The pace and setting of the appointments allows the doctors to communicate more fully with patients and their families.
“The essential thing is that people get good end-of-life care through knowledge of the choices available to them,” he said.
A GROWING FIELD
Brookes Cowan, a University of Vermont medical sociologist and gerontologist, will be giving the keynote speech in part on the importance of palliative care at the Hospice Volunteer Services of Addison County’s annual meeting next Wednesday, April 7. To her, the significant strides that palliative care is making in recent years is a very good — and necessary — thing.
“The Baby Boomers are becoming senior boomers,” she said.
According to Cowan, the population of the United States that is 65 years of age and older is expected to reach about 25 percent of the country’s total population.
As the population ages, people not only live longer, they also tend to live out serious trauma conditions and progress to more advanced illnesses.
Though this is the case, many seniors still die in hospitals, undergoing treatments with very small percentages of success.
“Physicians are trained to see death as failure,” said Cowan.
And while this is not necessarily a bad thing, last-ditch attempts to prolong life are often more painful than they are effective.
“If you can control the symptoms of physical suffering, the patient will live more fully,” said Cowan.
This is one of the goals of hospice care, which is dedicated to providing holistic care to those with very little time to live. And while studies show that those in hospice live longer than others with similar prognoses, the lingering association of hospice care with “giving up” is a barrier to many.
“Hospice in this country is greatly underutilized,” she said. “The median range of stay in hospice is about 21 days.”
Part of this problem, said Cowan, is the current structure of the country’s health care system. Though Medicare covers hospice care, it requires that a person must agree to discontinue all cure-oriented treatments, and it requires that a doctor estimate that the patient has less than six months to live.
In this spectrum, palliative care can provide a necessary bridge for ailing patients who do not yet qualify for hospice care — a way to aid patients and their families — not only medically, but also psychologically and spiritually.
HEALTH CARE REFORM
In recent months, palliative care specialists have been closely following federal health care reform discussions. The Independence at Home Act would have created medical teams to provide home care under the purview of Medicaid, echoing the structure and purpose of Porter and Barnard’s practice. And while that act did not make it into the final health care reform law, according to Barnard the new laws do include the beginning structure on which to build this type of care system.
And as the country moves toward further reform to aid its struggling health care systems, Cowan hopes to see some of the tenets of palliative care extent beyond care for chronically ill patients.
“I see many benefits of using palliative care as a model for remodeling the health care system,” she said. “Patients are treated in a humanistic fashion.”

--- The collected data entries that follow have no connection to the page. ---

// Copyright (C) 2026 Fred Clausen
// Use of this source code is governed by an MIT-style
// license that can be found in the LICENSE file or at
// https://opensource.org/licenses/MIT.

use crate::diesel_schema::{audit_events, bid_files, bids, companies, dealers, operators};
use crate::error::PersistenceError;
use carbid_audit::{Action, Actor, AuditEvent};
use carbid_domain::{Bid, BidStatus, ChecklistAnswers, VehicleInfo};
use diesel::prelude::*;
use std::str::FromStr;
use time::format_description::BorrowedFormatItem;
use time::macros::format_description;
use time::{OffsetDateTime, PrimitiveDateTime, UtcOffset};

/// Storage timestamp format. Fixed-width UTC so that lexicographic
/// comparison of the stored text matches chronological order.
const TIMESTAMP_FORMAT: &[BorrowedFormatItem<'_>] =
    format_description!("[year]-[month]-[day] [hour]:[minute]:[second]");

/// Formats a timestamp for storage.
///
/// # Errors
///
/// Returns an error if the value cannot be rendered in the storage format.
pub fn format_timestamp(value: OffsetDateTime) -> Result<String, PersistenceError> {
    value
        .to_offset(UtcOffset::UTC)
        .format(TIMESTAMP_FORMAT)
        .map_err(|e| PersistenceError::CorruptRow {
            table: "bids",
            message: format!("unformattable timestamp: {e}"),
        })
}

/// Parses a storage timestamp back into an `OffsetDateTime`.
///
/// # Errors
///
/// Returns an error if the text is not in the storage format.
pub fn parse_timestamp(text: &str, table: &'static str) -> Result<OffsetDateTime, PersistenceError> {
    PrimitiveDateTime::parse(text, TIMESTAMP_FORMAT)
        .map(PrimitiveDateTime::assume_utc)
        .map_err(|e| PersistenceError::CorruptRow {
            table,
            message: format!("bad timestamp {text:?}: {e}"),
        })
}

/// The bid columns the domain type is built from. The row-audit
/// timestamps (`created_at`, `updated_at`) stay in storage only.
#[derive(Debug, Clone, Queryable, Selectable)]
#[diesel(table_name = bids)]
pub struct BidRow {
    pub bid_id: i64,
    pub company_id: i64,
    pub dealer_id: Option<i64>,
    pub status: String,
    pub manager_id: Option<i64>,
    pub brand: Option<String>,
    pub model: Option<String>,
    pub year: Option<i32>,
    pub mileage: Option<i32>,
    pub power: Option<i32>,
    pub source_url: Option<String>,
    pub opened_at: Option<String>,
    pub arrived_at: Option<String>,
    pub point1: Option<String>,
    pub point2: Option<String>,
    pub shown_to_notifier: i32,
    pub thread_id: Option<i64>,
}

impl BidRow {
    /// Converts a stored row into the domain type.
    ///
    /// # Errors
    ///
    /// Returns `PersistenceError::CorruptRow` if the status or a
    /// timestamp cannot be parsed.
    pub fn into_bid(self) -> Result<Bid, PersistenceError> {
        let status: BidStatus =
            BidStatus::from_str(&self.status).map_err(|e| PersistenceError::CorruptRow {
                table: "bids",
                message: e.to_string(),
            })?;
        let opened_at: Option<OffsetDateTime> = self
            .opened_at
            .as_deref()
            .map(|t| parse_timestamp(t, "bids"))
            .transpose()?;
        let arrived_at: Option<OffsetDateTime> = self
            .arrived_at
            .as_deref()
            .map(|t| parse_timestamp(t, "bids"))
            .transpose()?;

        Ok(Bid {
            bid_id: Some(self.bid_id),
            status,
            manager_id: self.manager_id,
            company_id: self.company_id,
            dealer_id: self.dealer_id,
            vehicle: VehicleInfo {
                brand: self.brand,
                model: self.model,
                year: self.year,
                mileage: self.mileage,
                power: self.power,
            },
            source_url: self.source_url,
            opened_at,
            arrived_at,
            checklist: ChecklistAnswers {
                point1: self.point1,
                point2: self.point2,
            },
            shown_to_notifier: self.shown_to_notifier != 0,
            thread_id: self.thread_id,
        })
    }
}

/// Insertable form of a new bid.
#[derive(Debug, Clone, Insertable)]
#[diesel(table_name = bids)]
pub struct NewBid {
    pub company_id: i64,
    pub dealer_id: Option<i64>,
    pub status: String,
    pub manager_id: Option<i64>,
    pub brand: Option<String>,
    pub model: Option<String>,
    pub year: Option<i32>,
    pub mileage: Option<i32>,
    pub power: Option<i32>,
    pub source_url: Option<String>,
    pub opened_at: Option<String>,
    pub arrived_at: Option<String>,
    pub point1: Option<String>,
    pub point2: Option<String>,
    pub shown_to_notifier: i32,
    pub thread_id: Option<i64>,
    pub created_at: String,
    pub updated_at: String,
}

impl NewBid {
    /// Builds an insertable row from a domain bid.
    ///
    /// # Errors
    ///
    /// Returns an error if a timestamp cannot be formatted.
    pub fn from_bid(bid: &Bid, now: OffsetDateTime) -> Result<Self, PersistenceError> {
        let stamp: String = format_timestamp(now)?;
        Ok(Self {
            company_id: bid.company_id,
            dealer_id: bid.dealer_id,
            status: bid.status.as_str().to_string(),
            manager_id: bid.manager_id,
            brand: bid.vehicle.brand.clone(),
            model: bid.vehicle.model.clone(),
            year: bid.vehicle.year,
            mileage: bid.vehicle.mileage,
            power: bid.vehicle.power,
            source_url: bid.source_url.clone(),
            opened_at: bid.opened_at.map(format_timestamp).transpose()?,
            arrived_at: bid.arrived_at.map(format_timestamp).transpose()?,
            point1: bid.checklist.point1.clone(),
            point2: bid.checklist.point2.clone(),
            shown_to_notifier: i32::from(bid.shown_to_notifier),
            thread_id: bid.thread_id,
            created_at: stamp.clone(),
            updated_at: stamp,
        })
    }
}

/// Changeset applied when persisting a transition result.
#[derive(Debug, Clone, AsChangeset)]
#[diesel(table_name = bids)]
#[diesel(treat_none_as_null = true)]
pub struct BidUpdate {
    pub status: String,
    pub manager_id: Option<i64>,
    pub brand: Option<String>,
    pub model: Option<String>,
    pub year: Option<i32>,
    pub mileage: Option<i32>,
    pub power: Option<i32>,
    pub source_url: Option<String>,
    pub opened_at: Option<String>,
    pub arrived_at: Option<String>,
    pub point1: Option<String>,
    pub point2: Option<String>,
    pub shown_to_notifier: i32,
    pub thread_id: Option<i64>,
    pub updated_at: String,
}

impl BidUpdate {
    /// Builds a changeset carrying every mutable bid column.
    ///
    /// # Errors
    ///
    /// Returns an error if a timestamp cannot be formatted.
    pub fn from_bid(bid: &Bid, now: OffsetDateTime) -> Result<Self, PersistenceError> {
        Ok(Self {
            status: bid.status.as_str().to_string(),
            manager_id: bid.manager_id,
            brand: bid.vehicle.brand.clone(),
            model: bid.vehicle.model.clone(),
            year: bid.vehicle.year,
            mileage: bid.vehicle.mileage,
            power: bid.vehicle.power,
            source_url: bid.source_url.clone(),
            opened_at: bid.opened_at.map(format_timestamp).transpose()?,
            arrived_at: bid.arrived_at.map(format_timestamp).transpose()?,
            point1: bid.checklist.point1.clone(),
            point2: bid.checklist.point2.clone(),
            shown_to_notifier: i32::from(bid.shown_to_notifier),
            thread_id: bid.thread_id,
            updated_at: format_timestamp(now)?,
        })
    }
}

/// A stored audit event row.
#[derive(Debug, Clone, Queryable)]
pub struct AuditEventRow {
    pub event_id: i64,
    pub bid_id: i64,
    pub actor_kind: String,
    pub actor_operator_id: Option<i64>,
    pub action: String,
    pub before_status: String,
    pub after_status: String,
    pub details: Option<String>,
    pub created_at: String,
}

impl AuditEventRow {
    /// Converts a stored row into the audit type.
    ///
    /// # Errors
    ///
    /// Returns `PersistenceError::CorruptRow` if any stored field cannot
    /// be mapped back.
    pub fn into_event(self) -> Result<AuditEvent, PersistenceError> {
        let corrupt = |message: String| PersistenceError::CorruptRow {
            table: "audit_events",
            message,
        };

        let actor: Actor = match (self.actor_kind.as_str(), self.actor_operator_id) {
            ("operator", Some(id)) => Actor::Operator(id),
            ("reviewer", Some(id)) => Actor::Reviewer(id),
            ("intake", None) => Actor::Intake,
            ("scheduler", None) => Actor::Scheduler,
            (kind, id) => {
                return Err(corrupt(format!("actor kind {kind:?} with operator {id:?}")));
            }
        };
        let action: Action = match self.action.as_str() {
            "open_bid" => Action::OpenBid,
            "claim_bid" => Action::ClaimBid,
            "save_arrival" => Action::SaveArrival,
            "submit_for_review" => Action::SubmitForReview,
            "approve_bid" => Action::ApproveBid,
            "request_rework" => Action::RequestRework,
            "decline_bid" => Action::DeclineBid,
            other => return Err(corrupt(format!("unknown action {other:?}"))),
        };
        let before: BidStatus =
            BidStatus::from_str(&self.before_status).map_err(|e| corrupt(e.to_string()))?;
        let after: BidStatus =
            BidStatus::from_str(&self.after_status).map_err(|e| corrupt(e.to_string()))?;
        let occurred_at: OffsetDateTime = parse_timestamp(&self.created_at, "audit_events")?;

        Ok(AuditEvent {
            event_id: Some(self.event_id),
            bid_id: self.bid_id,
            actor,
            action,
            before,
            after,
            details: self.details,
            occurred_at,
        })
    }
}

/// Insertable form of an audit event.
#[derive(Debug, Clone, Insertable)]
#[diesel(table_name = audit_events)]
pub struct NewAuditEvent {
    pub bid_id: i64,
    pub actor_kind: String,
    pub actor_operator_id: Option<i64>,
    pub action: String,
    pub before_status: String,
    pub after_status: String,
    pub details: Option<String>,
    pub created_at: String,
}

impl NewAuditEvent {
    /// Builds an insertable row from an audit event.
    ///
    /// # Errors
    ///
    /// Returns an error if the timestamp cannot be formatted.
    pub fn from_event(event: &AuditEvent) -> Result<Self, PersistenceError> {
        Ok(Self {
            bid_id: event.bid_id,
            actor_kind: event.actor.kind().to_string(),
            actor_operator_id: event.actor.operator_id(),
            action: event.action.as_str().to_string(),
            before_status: event.before.as_str().to_string(),
            after_status: event.after.as_str().to_string(),
            details: event.details.clone(),
            created_at: format_timestamp(event.occurred_at)?,
        })
    }
}

/// A stored operator row.
#[derive(Debug, Clone, PartialEq, Eq, Queryable)]
pub struct OperatorRow {
    pub operator_id: i64,
    pub display_name: String,
    pub role: String,
    pub created_at: String,
}

/// Insertable form of an operator.
#[derive(Debug, Clone, Insertable)]
#[diesel(table_name = operators)]
pub struct NewOperator {
    pub operator_id: i64,
    pub display_name: String,
    pub role: String,
    pub created_at: String,
}

/// A stored company row.
#[derive(Debug, Clone, PartialEq, Eq, Queryable)]
pub struct CompanyRow {
    pub company_id: i64,
    pub name: String,
    pub group_chat_id: Option<i64>,
}

/// Insertable form of a company.
#[derive(Debug, Clone, Insertable)]
#[diesel(table_name = companies)]
pub struct NewCompany {
    pub name: String,
    pub group_chat_id: Option<i64>,
}

/// A stored dealer row.
#[derive(Debug, Clone, PartialEq, Eq, Queryable)]
pub struct DealerRow {
    pub dealer_id: i64,
    pub company_id: i64,
    pub name: String,
    pub address: Option<String>,
}

/// Insertable form of a dealer.
#[derive(Debug, Clone, Insertable)]
#[diesel(table_name = dealers)]
pub struct NewDealer {
    pub company_id: i64,
    pub name: String,
    pub address: Option<String>,
}

/// A stored bid file record.
#[derive(Debug, Clone, PartialEq, Eq, Queryable)]
pub struct BidFileRow {
    pub file_id: i64,
    pub bid_id: i64,
    pub stage_title: String,
    pub file_name: String,
    pub media_kind: String,
    pub recorded_at: String,
}

/// Insertable form of a bid file record.
#[derive(Debug, Clone, Insertable)]
#[diesel(table_name = bid_files)]
pub struct NewBidFile {
    pub bid_id: i64,
    pub stage_title: String,
    pub file_name: String,
    pub media_kind: String,
    pub recorded_at: String,
}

In that respect, she said, care becomes not only focused on intervention, but also on prevention and palliation.
“We want not just a medical system, but a health care system,” said Cowan. “One that looks at the whole person.
Brookes Cowan will speak at the Hospice Volunteer Services annual meeting on Wednesday, April 7. The meeting will run from 6:30 to 8:30 p.m. at Counseling Service of Addison County on Exchange Street in Middlebury.